▶ **Work instruction**
Report every line below that has the string "connections" in it.

▶ **Records for the exercise**
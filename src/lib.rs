//! GLORY community server library.
//! This crate exposes internal modules for integration testing.
//! The binary entry point is in main.rs.

pub mod admin;
pub mod auth;
pub mod chat;
pub mod config;
pub mod db;
pub mod events;
pub mod feed;
pub mod live;
pub mod notifications;
pub mod polls;
pub mod routes;
pub mod state;
pub mod uploads;
pub mod ws;
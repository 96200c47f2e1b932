//! Delivery helpers over the connection registry.
//! Encoding failures and sends to closed channels are silently dropped —
//! unicast to an absent connection is a no-op, not an error.

use super::{ConnectionRegistry, RoomRegistry};
use crate::ws::protocol::ServerEvent;

fn encode(event: &ServerEvent) -> Option<axum::extract::ws::Message> {
    match serde_json::to_string(event) {
        Ok(json) => Some(axum::extract::ws::Message::Text(json.into())),
        Err(e) => {
            tracing::error!(error = %e, "Failed to encode server event");
            None
        }
    }
}

/// Broadcast an event to every connected client.
pub fn broadcast_to_all(registry: &ConnectionRegistry, event: &ServerEvent) {
    let Some(msg) = encode(event) else { return };
    for entry in registry.iter() {
        let _ = entry.value().send(msg.clone());
    }
}

/// Send an event to a single connection. No-op if the id is not connected.
pub fn send_to_conn(registry: &ConnectionRegistry, conn_id: &str, event: &ServerEvent) {
    let Some(msg) = encode(event) else { return };
    if let Some(sender) = registry.get(conn_id) {
        let _ = sender.send(msg);
    }
}

/// Send an event to an explicit set of connections.
pub fn send_to_conns(registry: &ConnectionRegistry, conn_ids: &[String], event: &ServerEvent) {
    let Some(msg) = encode(event) else { return };
    for conn_id in conn_ids {
        if let Some(sender) = registry.get(conn_id) {
            let _ = sender.send(msg.clone());
        }
    }
}

/// Broadcast an event to every member of a conv room.
pub fn broadcast_to_room(
    registry: &ConnectionRegistry,
    rooms: &RoomRegistry,
    conv: &str,
    event: &ServerEvent,
) {
    let members: Vec<String> = rooms
        .get(conv)
        .map(|m| m.iter().cloned().collect())
        .unwrap_or_default();
    send_to_conns(registry, &members, event);
}
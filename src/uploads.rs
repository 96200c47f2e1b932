//! Media uploads: avatars, post media and voice messages.
//!
//! Files land in the uploads directory under a timestamped name derived from
//! the original filename (whitespace replaced with dashes) and are served
//! back at /uploads/{name}.

use std::path::{Path as FsPath, PathBuf};

use axum::{
    extract::{Multipart, State},
    http::StatusCode,
    Json,
};
use serde::Serialize;

use crate::auth::middleware::Claims;
use crate::state::AppState;

#[derive(Debug, Serialize)]
pub struct UploadResponse {
    pub url: String,
}

/// Sanitize a client-supplied filename: basename only, whitespace to dashes.
fn safe_file_name(original: &str) -> String {
    let base = FsPath::new(original)
        .file_name()
        .and_then(|n| n.to_str())
        .unwrap_or("upload");
    base.split_whitespace().collect::<Vec<_>>().join("-")
}

/// Pull the named field out of a multipart body and persist it.
/// Returns the public /uploads URL.
async fn save_upload(
    uploads_dir: &FsPath,
    mut multipart: Multipart,
    field_name: &str,
) -> Result<String, StatusCode> {
    while let Some(field) = multipart
        .next_field()
        .await
        .map_err(|_| StatusCode::BAD_REQUEST)?
    {
        if field.name() != Some(field_name) {
            continue;
        }

        let original = field.file_name().unwrap_or("upload").to_string();
        let file_name = format!(
            "{}-{}",
            chrono::Utc::now().timestamp_millis(),
            safe_file_name(&original)
        );
        let data = field.bytes().await.map_err(|_| StatusCode::BAD_REQUEST)?;
        if data.is_empty() {
            return Err(StatusCode::BAD_REQUEST);
        }

        let path: PathBuf = uploads_dir.join(&file_name);
        tokio::fs::write(&path, &data)
            .await
            .map_err(|_| StatusCode::INTERNAL_SERVER_ERROR)?;

        tracing::debug!(file = %file_name, bytes = data.len(), "Stored upload");
        return Ok(format!("/uploads/{file_name}"));
    }

    Err(StatusCode::BAD_REQUEST)
}

/// POST /api/auth/avatar
/// Store a new avatar and point the caller's profile at it.
pub async fn upload_avatar(
    State(state): State<AppState>,
    claims: Claims,
    multipart: Multipart,
) -> Result<Json<UploadResponse>, StatusCode> {
    let url = save_upload(&state.uploads_dir, multipart, "avatar").await?;

    let db = state.db.clone();
    let user_id = claims.sub;
    let avatar = url.clone();
    tokio::task::spawn_blocking(move || {
        let conn = db.lock().map_err(|_| StatusCode::INTERNAL_SERVER_ERROR)?;
        conn.execute(
            "UPDATE users SET avatar = ?1 WHERE id = ?2",
            rusqlite::params![avatar, user_id],
        )
        .map_err(|_| StatusCode::INTERNAL_SERVER_ERROR)?;
        Ok::<(), StatusCode>(())
    })
    .await
    .map_err(|_| StatusCode::INTERNAL_SERVER_ERROR)??;

    Ok(Json(UploadResponse { url }))
}

/// POST /api/posts/media
/// Store post media. Admin or subadmin only; the URL is attached to a post
/// in a follow-up create call.
pub async fn upload_post_media(
    State(state): State<AppState>,
    claims: Claims,
    multipart: Multipart,
) -> Result<Json<UploadResponse>, StatusCode> {
    if !claims.is_admin() {
        return Err(StatusCode::FORBIDDEN);
    }
    let url = save_upload(&state.uploads_dir, multipart, "media").await?;
    Ok(Json(UploadResponse { url }))
}

/// POST /api/messages/audio
/// Store a voice message recording.
pub async fn upload_message_audio(
    State(state): State<AppState>,
    _claims: Claims,
    multipart: Multipart,
) -> Result<Json<UploadResponse>, StatusCode> {
    let url = save_upload(&state.uploads_dir, multipart, "audio").await?;
    Ok(Json(UploadResponse { url }))
}

#[cfg(test)]
mod tests {
    use super::*;

    #[test]
    fn file_names_are_flattened_and_dashed() {
        assert_eq!(safe_file_name("my photo.png"), "my-photo.png");
        assert_eq!(safe_file_name("../../etc/passwd"), "passwd");
        assert_eq!(safe_file_name("voice  note.webm"), "voice-note.webm");
    }
}
use std::path::PathBuf;

use crate::db::DbPool;
use crate::live::LiveState;
use crate::ws::{ConnectionRegistry, RoomRegistry};

/// Shared application state passed to all handlers via axum State extractor.
#[derive(Clone)]
pub struct AppState {
    /// SQLite connection wrapped in Arc<Mutex>
    pub db: DbPool,
    /// JWT signing secret (256-bit random key)
    pub jwt_secret: Vec<u8>,
    /// Active WebSocket connections keyed by connection id
    pub connections: ConnectionRegistry,
    /// Conv room membership for chat broadcasts
    pub rooms: RoomRegistry,
    /// Live session coordinator state
    pub live: LiveState,
    /// Directory where uploaded media is stored
    pub uploads_dir: PathBuf,
}
//! Shared test harness: boots the server on a random port against a temp
//! data directory, with the primary admin seeded.

#![allow(dead_code)]

use std::net::SocketAddr;
use std::time::Duration;

use futures_util::StreamExt;
use serde_json::json;
use tokio::net::TcpListener;
use tokio_tungstenite::tungstenite::Message;
use tokio_tungstenite::{MaybeTlsStream, WebSocketStream};

pub const ADMIN_EMAIL: &str = "admin@glory.com";
pub const ADMIN_PASSWORD: &str = "glory2025";

pub type WsRead = futures_util::stream::SplitStream<
    WebSocketStream<MaybeTlsStream<tokio::net::TcpStream>>,
>;
pub type WsWrite = futures_util::stream::SplitSink<
    WebSocketStream<MaybeTlsStream<tokio::net::TcpStream>>,
    Message,
>;

/// Start the server on a random port and return (base_url, addr).
pub async fn start_test_server() -> (String, SocketAddr) {
    let tmp_dir = tempfile::tempdir().expect("Failed to create temp dir");
    let data_dir = tmp_dir.path().to_str().unwrap().to_string();

    let db = glory_server::db::init_db(&data_dir).expect("Failed to init DB");
    let jwt_secret = glory_server::auth::jwt::load_or_generate_jwt_secret(&data_dir)
        .expect("Failed to generate JWT secret");
    glory_server::auth::accounts::seed_admin(&db, ADMIN_EMAIL, ADMIN_PASSWORD)
        .expect("Failed to seed admin");

    let uploads_dir = tmp_dir.path().join("uploads");
    std::fs::create_dir_all(&uploads_dir).expect("Failed to create uploads dir");

    let connections = glory_server::ws::new_connection_registry();
    let state = glory_server::state::AppState {
        db,
        jwt_secret,
        live: glory_server::live::LiveState::new(connections.clone()),
        connections,
        rooms: glory_server::ws::new_room_registry(),
        uploads_dir,
    };

    let app = glory_server::routes::build_router(state, 20 * 1024 * 1024);
    let listener = TcpListener::bind("127.0.0.1:0").await.unwrap();
    let addr = listener.local_addr().unwrap();

    tokio::spawn(async move {
        axum::serve(
            listener,
            app.into_make_service_with_connect_info::<SocketAddr>(),
        )
        .await
        .unwrap();
        let _keep = tmp_dir;
    });

    let base_url = format!("http://{}", addr);
    (base_url, addr)
}

/// Sign up a member account and return its token.
pub async fn signup(base_url: &str, name: &str, email: &str) -> String {
    let client = reqwest::Client::new();
    let resp = client
        .post(format!("{}/api/auth/signup", base_url))
        .json(&json!({
            "name": name,
            "email": email,
            "password": "secret123",
        }))
        .send()
        .await
        .unwrap();
    assert_eq!(resp.status(), 200, "Signup failed for {}", email);
    let body: serde_json::Value = resp.json().await.unwrap();
    body["token"].as_str().unwrap().to_string()
}

/// Log in as the seeded primary admin and return the token.
pub async fn admin_token(base_url: &str) -> String {
    let client = reqwest::Client::new();
    let resp = client
        .post(format!("{}/api/auth/login", base_url))
        .json(&json!({ "email": ADMIN_EMAIL, "password": ADMIN_PASSWORD }))
        .send()
        .await
        .unwrap();
    assert_eq!(resp.status(), 200, "Admin login failed");
    let body: serde_json::Value = resp.json().await.unwrap();
    body["token"].as_str().unwrap().to_string()
}

/// Open a WebSocket connection. The server's first frame carries the
/// assigned connection id; it is consumed and returned.
pub async fn connect_ws(addr: SocketAddr, token: &str) -> (WsWrite, WsRead, String) {
    let ws_url = format!("ws://{}/ws?token={}", addr, token);
    let (ws_stream, _) = tokio_tungstenite::connect_async(&ws_url)
        .await
        .expect("Failed to connect to WebSocket");
    let (write, mut read) = ws_stream.split();

    let connected = wait_for_event(&mut read, "connected").await;
    let conn_id = connected["connId"].as_str().unwrap().to_string();
    (write, read, conn_id)
}

/// Drain frames until an event with the given name arrives, returning its
/// data payload. Panics after two seconds without a match.
pub async fn wait_for_event(read: &mut WsRead, event: &str) -> serde_json::Value {
    let deadline = Duration::from_secs(2);
    loop {
        let frame = tokio::time::timeout(deadline, read.next())
            .await
            .unwrap_or_else(|_| panic!("Timed out waiting for event '{}'", event));
        match frame {
            Some(Ok(Message::Text(text))) => {
                let value: serde_json::Value = serde_json::from_str(&text).unwrap();
                if value["event"] == event {
                    return value["data"].clone();
                }
            }
            Some(Ok(_)) => continue,
            other => panic!("Stream ended waiting for '{}': {:?}", event, other),
        }
    }
}

/// Assert that no event with the given name arrives within the window.
pub async fn assert_no_event(read: &mut WsRead, event: &str, window: Duration) {
    let result = tokio::time::timeout(window, async {
        loop {
            match read.next().await {
                Some(Ok(Message::Text(text))) => {
                    let value: serde_json::Value = serde_json::from_str(&text).unwrap();
                    if value["event"] == event {
                        return value;
                    }
                }
                Some(Ok(_)) => continue,
                _ => std::future::pending::<()>().await,
            }
        }
    })
    .await;
    assert!(result.is_err(), "Unexpected '{}' event: {:?}", event, result);
}

/// Send a client event frame.
pub async fn send_event(write: &mut WsWrite, event: &str, data: serde_json::Value) {
    use futures_util::SinkExt;
    let frame = json!({ "event": event, "data": data }).to_string();
    write.send(Message::Text(frame.into())).await.unwrap();
}
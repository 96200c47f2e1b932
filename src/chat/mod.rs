//! Channeled chat: text and voice messages in convs, with emoji reactions.
//!
//! Two convs exist, "general" and "admin". REST reads and writes on the
//! admin conv are denied to plain members; room subscription over the socket
//! is left to the client, which only joins the convs it may read.

pub mod messages;
pub mod reactions;

/// Returns true when the caller's role may read and write the given conv.
pub fn conv_allowed(conv: &str, role: &str) -> bool {
    conv != "admin" || role != "member"
}
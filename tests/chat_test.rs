//! Integration tests for channeled chat: conv gating, history, room-scoped
//! broadcasts, and reaction toggles.

mod common;

use std::time::Duration;

use common::*;
use serde_json::json;

#[tokio::test]
async fn test_admin_conv_is_gated_by_role() {
    let (base_url, _addr) = start_test_server().await;
    let client = reqwest::Client::new();
    let member = signup(&base_url, "Rita", "rita@example.com").await;
    let admin = admin_token(&base_url).await;

    let resp = client
        .get(format!("{}/api/messages/admin", base_url))
        .bearer_auth(&member)
        .send()
        .await
        .unwrap();
    assert_eq!(resp.status(), 403);

    let resp = client
        .post(format!("{}/api/messages", base_url))
        .bearer_auth(&member)
        .json(&json!({ "text": "hi", "conv": "admin" }))
        .send()
        .await
        .unwrap();
    assert_eq!(resp.status(), 403);

    // Admins read and write it freely
    let resp = client
        .post(format!("{}/api/messages", base_url))
        .bearer_auth(&admin)
        .json(&json!({ "text": "staff only", "conv": "admin" }))
        .send()
        .await
        .unwrap();
    assert_eq!(resp.status(), 200);

    let msgs: serde_json::Value = client
        .get(format!("{}/api/messages/admin", base_url))
        .bearer_auth(&admin)
        .send()
        .await
        .unwrap()
        .json()
        .await
        .unwrap();
    assert_eq!(msgs.as_array().unwrap().len(), 1);
    assert_eq!(msgs[0]["text"], "staff only");
}

#[tokio::test]
async fn test_messages_broadcast_to_conv_room_only() {
    let (base_url, addr) = start_test_server().await;
    let client = reqwest::Client::new();
    let m1 = signup(&base_url, "Sam", "sam@example.com").await;
    let m2 = signup(&base_url, "Tia", "tia@example.com").await;

    let (mut w1, mut r1, _) = connect_ws(addr, &m1).await;
    let (_w2, mut r2, _) = connect_ws(addr, &m2).await;

    // Only Sam subscribes to the general conv
    send_event(&mut w1, "join_conv", json!({ "conv": "general" })).await;
    // join_conv has no acknowledgement; give the frame a moment to land
    tokio::time::sleep(Duration::from_millis(100)).await;

    let msg: serde_json::Value = client
        .post(format!("{}/api/messages", base_url))
        .bearer_auth(&m2)
        .json(&json!({ "text": "Bonjour", "conv": "general" }))
        .send()
        .await
        .unwrap()
        .json()
        .await
        .unwrap();
    assert_eq!(msg["name"], "Tia");
    assert_eq!(msg["type"], "text");

    let received = wait_for_event(&mut r1, "new_message").await;
    assert_eq!(received["text"], "Bonjour");
    assert_eq!(received["conv"], "general");

    // Tia never joined the room, so she hears nothing
    assert_no_event(&mut r2, "new_message", Duration::from_millis(400)).await;
}

#[tokio::test]
async fn test_audio_messages_keep_duration() {
    let (base_url, _addr) = start_test_server().await;
    let client = reqwest::Client::new();
    let member = signup(&base_url, "Uri", "uri@example.com").await;

    let msg: serde_json::Value = client
        .post(format!("{}/api/messages", base_url))
        .bearer_auth(&member)
        .json(&json!({
            "conv": "general",
            "type": "audio",
            "audioUrl": "/uploads/123-note.webm",
            "duration": 14,
        }))
        .send()
        .await
        .unwrap()
        .json()
        .await
        .unwrap();
    assert_eq!(msg["type"], "audio");
    assert_eq!(msg["audioUrl"], "/uploads/123-note.webm");
    assert_eq!(msg["duration"], 14);

    let msgs: serde_json::Value = client
        .get(format!("{}/api/messages/general", base_url))
        .bearer_auth(&member)
        .send()
        .await
        .unwrap()
        .json()
        .await
        .unwrap();
    assert_eq!(msgs[0]["duration"], 14);
}

#[tokio::test]
async fn test_reaction_toggle_per_user() {
    let (base_url, addr) = start_test_server().await;
    let client = reqwest::Client::new();
    let m1 = signup(&base_url, "Vera", "vera@example.com").await;
    let m2 = signup(&base_url, "Wes", "wes@example.com").await;

    let msg: serde_json::Value = client
        .post(format!("{}/api/messages", base_url))
        .bearer_auth(&m1)
        .json(&json!({ "text": "Amen", "conv": "general" }))
        .send()
        .await
        .unwrap()
        .json()
        .await
        .unwrap();
    let msg_id = msg["id"].as_str().unwrap().to_string();

    let (mut w1, mut r1, _) = connect_ws(addr, &m1).await;
    send_event(&mut w1, "join_conv", json!({ "conv": "general" })).await;
    tokio::time::sleep(Duration::from_millis(100)).await;

    // Two users react with the same emoji
    let body: serde_json::Value = client
        .post(format!("{}/api/messages/{}/react", base_url, msg_id))
        .bearer_auth(&m1)
        .json(&json!({ "emoji": "🔥" }))
        .send()
        .await
        .unwrap()
        .json()
        .await
        .unwrap();
    assert_eq!(body["reactions"]["🔥"], json!(["Vera"]));

    let body: serde_json::Value = client
        .post(format!("{}/api/messages/{}/react", base_url, msg_id))
        .bearer_auth(&m2)
        .json(&json!({ "emoji": "🔥" }))
        .send()
        .await
        .unwrap()
        .json()
        .await
        .unwrap();
    assert_eq!(body["reactions"]["🔥"].as_array().unwrap().len(), 2);

    let update = wait_for_event(&mut r1, "update_reactions").await;
    assert_eq!(update["msgId"], msg_id.as_str());

    // Reacting again removes only the caller's name
    let body: serde_json::Value = client
        .post(format!("{}/api/messages/{}/react", base_url, msg_id))
        .bearer_auth(&m1)
        .json(&json!({ "emoji": "🔥" }))
        .send()
        .await
        .unwrap()
        .json()
        .await
        .unwrap();
    assert_eq!(body["reactions"]["🔥"], json!(["Wes"]));

    // Unknown message is a 404
    let resp = client
        .post(format!("{}/api/messages/missing/react", base_url))
        .bearer_auth(&m1)
        .json(&json!({ "emoji": "🔥" }))
        .send()
        .await
        .unwrap();
    assert_eq!(resp.status(), 404);
}
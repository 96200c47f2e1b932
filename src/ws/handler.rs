use axum::{
    extract::{
        ws::{CloseFrame, Message, WebSocket, WebSocketUpgrade},
        Query, State,
    },
    response::Response,
};
use serde::Deserialize;

use crate::auth::jwt;
use crate::state::AppState;
use crate::ws::actor;

/// Query parameters for WebSocket connection.
/// Auth is via query param ?token=JWT.
#[derive(Debug, Deserialize)]
pub struct WsAuthQuery {
    pub token: String,
}

/// WebSocket close codes:
/// 4001 = token expired
/// 4002 = token invalid
const CLOSE_TOKEN_EXPIRED: u16 = 4001;
const CLOSE_TOKEN_INVALID: u16 = 4002;

/// GET /ws?token=JWT
/// WebSocket upgrade endpoint. Authenticates via query parameter.
/// On auth failure, upgrades then immediately closes with appropriate close code.
/// On success, spawns an actor for the connection.
pub async fn ws_upgrade(
    State(state): State<AppState>,
    Query(params): Query<WsAuthQuery>,
    ws: WebSocketUpgrade,
) -> Response {
    // Validate JWT from query parameter
    let claims = jwt::validate_token(&state.jwt_secret, &params.token);

    match claims {
        Ok(claims) => {
            tracing::info!(
                user_id = %claims.sub,
                name = %claims.name,
                "WebSocket connection authenticated"
            );
            ws.on_upgrade(move |socket| handle_authenticated(socket, state, claims.sub))
        }
        Err(err) => {
            // Determine close code based on error type
            let (close_code, reason) = match err.kind() {
                jsonwebtoken::errors::ErrorKind::ExpiredSignature => {
                    (CLOSE_TOKEN_EXPIRED, "Token expired")
                }
                _ => (CLOSE_TOKEN_INVALID, "Token invalid"),
            };

            tracing::warn!(
                close_code = close_code,
                reason = reason,
                "WebSocket auth failed"
            );

            // Upgrade the connection, then immediately close with the error code
            ws.on_upgrade(move |mut socket| async move {
                let close_frame = CloseFrame {
                    code: close_code,
                    reason: reason.into(),
                };
                let _ = socket.send(Message::Close(Some(close_frame))).await;
            })
        }
    }
}

/// Handle an authenticated WebSocket connection by spawning the actor.
async fn handle_authenticated(socket: WebSocket, state: AppState, user_id: String) {
    actor::run_connection(socket, state, user_id).await;
}
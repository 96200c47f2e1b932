//! HTTP control over the live session, sharing state with the WS coordinator.

use axum::{extract::State, http::StatusCode, Json};

use crate::auth::middleware::Claims;
use crate::live::LiveSnapshot;
use crate::state::AppState;

/// GET /api/live
/// Current session summary. Public; consistent with the WS view because it
/// reads the same state.
pub async fn live_status(State(state): State<AppState>) -> Json<LiveSnapshot> {
    Json(state.live.snapshot())
}

/// POST /api/admin/live/stop
/// Force-stop the session regardless of which connection started it.
pub async fn stop_live(
    State(state): State<AppState>,
    claims: Claims,
) -> Result<Json<serde_json::Value>, StatusCode> {
    if !claims.is_admin() {
        return Err(StatusCode::FORBIDDEN);
    }

    let stopped = !state.live.force_stop().is_empty();
    if stopped {
        tracing::info!(admin = %claims.sub, "Live session stopped by admin");
    }

    Ok(Json(serde_json::json!({ "success": true, "stopped": stopped })))
}
use clap::Parser;
use figment::{
    providers::{Env, Format, Serialized, Toml},
    Figment,
};
use serde::{Deserialize, Serialize};

/// GLORY community server
#[derive(Parser, Serialize, Deserialize, Clone, Debug)]
#[command(name = "glory-server", version, about = "GLORY community server")]
pub struct Config {
    /// Port to listen on
    #[arg(long, env = "GLORY_PORT", default_value = "3000")]
    pub port: u16,

    /// Bind address
    #[arg(long, env = "GLORY_BIND_ADDRESS", default_value = "0.0.0.0")]
    pub bind_address: String,

    /// Path to TOML config file
    #[arg(long, default_value = "./glory.toml")]
    pub config: String,

    /// Enable structured JSON logging (for Docker/production)
    #[arg(long, env = "GLORY_JSON_LOGS")]
    pub json_logs: bool,

    /// Output a commented TOML config template and exit
    #[arg(long)]
    pub generate_config: bool,

    /// Data directory for persistent state (DB, JWT signing key)
    #[arg(long, env = "GLORY_DATA_DIR", default_value = "./data")]
    pub data_dir: String,

    /// Directory for uploaded files (avatars, post media, voice messages)
    #[arg(long, env = "GLORY_UPLOADS_DIR", default_value = "./uploads")]
    pub uploads_dir: String,

    /// Maximum upload size in megabytes
    #[arg(long, env = "GLORY_MAX_UPLOAD_MB", default_value = "20")]
    pub max_upload_mb: u32,

    /// Email of the primary admin account seeded on first boot
    #[arg(long, env = "GLORY_ADMIN_EMAIL", default_value = "admin@glory.com")]
    pub admin_email: String,

    /// Password for the primary admin account (first boot only)
    #[arg(long, env = "GLORY_ADMIN_PASSWORD", default_value = "glory2025")]
    pub admin_password: String,
}

impl Default for Config {
    fn default() -> Self {
        Self {
            port: 3000,
            bind_address: "0.0.0.0".to_string(),
            config: "./glory.toml".to_string(),
            json_logs: false,
            generate_config: false,
            data_dir: "./data".to_string(),
            uploads_dir: "./uploads".to_string(),
            max_upload_mb: 20,
            admin_email: "admin@glory.com".to_string(),
            admin_password: "glory2025".to_string(),
        }
    }
}

impl Config {
    /// Load config with layered precedence:
    /// built-in defaults < TOML file < env vars (GLORY_*) < CLI args
    pub fn load() -> Result<Self, figment::Error> {
        let cli = Config::parse();
        let config_path = cli.config.clone();

        Figment::new()
            .merge(Serialized::defaults(Config::default()))
            .merge(Toml::file(&config_path))
            .merge(Env::prefixed("GLORY_"))
            .merge(Serialized::defaults(cli))
            .extract()
    }
}

/// Generate a commented TOML config template
pub fn generate_config_template() -> String {
    r#"# GLORY Community Server Configuration
# Place this file at ./glory.toml or specify with --config <path>
# All settings can be overridden via environment variables (GLORY_PORT, etc.)
# or CLI flags (--port, etc.)

# Server port (default: 3000)
# port = 3000

# Bind address (default: 0.0.0.0 — all interfaces)
# bind_address = "0.0.0.0"

# Enable structured JSON logging for Docker/production
# json_logs = false

# Data directory for SQLite database and JWT signing key
# data_dir = "./data"

# Directory for uploaded files (avatars, post media, voice messages)
# uploads_dir = "./uploads"

# Maximum upload size in megabytes (default: 20)
# max_upload_mb = 20

# Primary admin account seeded on first boot
# admin_email = "admin@glory.com"
# admin_password = "glory2025"
"#
    .to_string()
}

▶ **Response**
/// Send an event to an explicit set of connections.
    /// Active WebSocket connections keyed by connection id
    pub connections: ConnectionRegistry,
    let connections = glory_server::ws::new_connection_registry();
        live: glory_server::live::LiveState::new(connections.clone()),
        connections,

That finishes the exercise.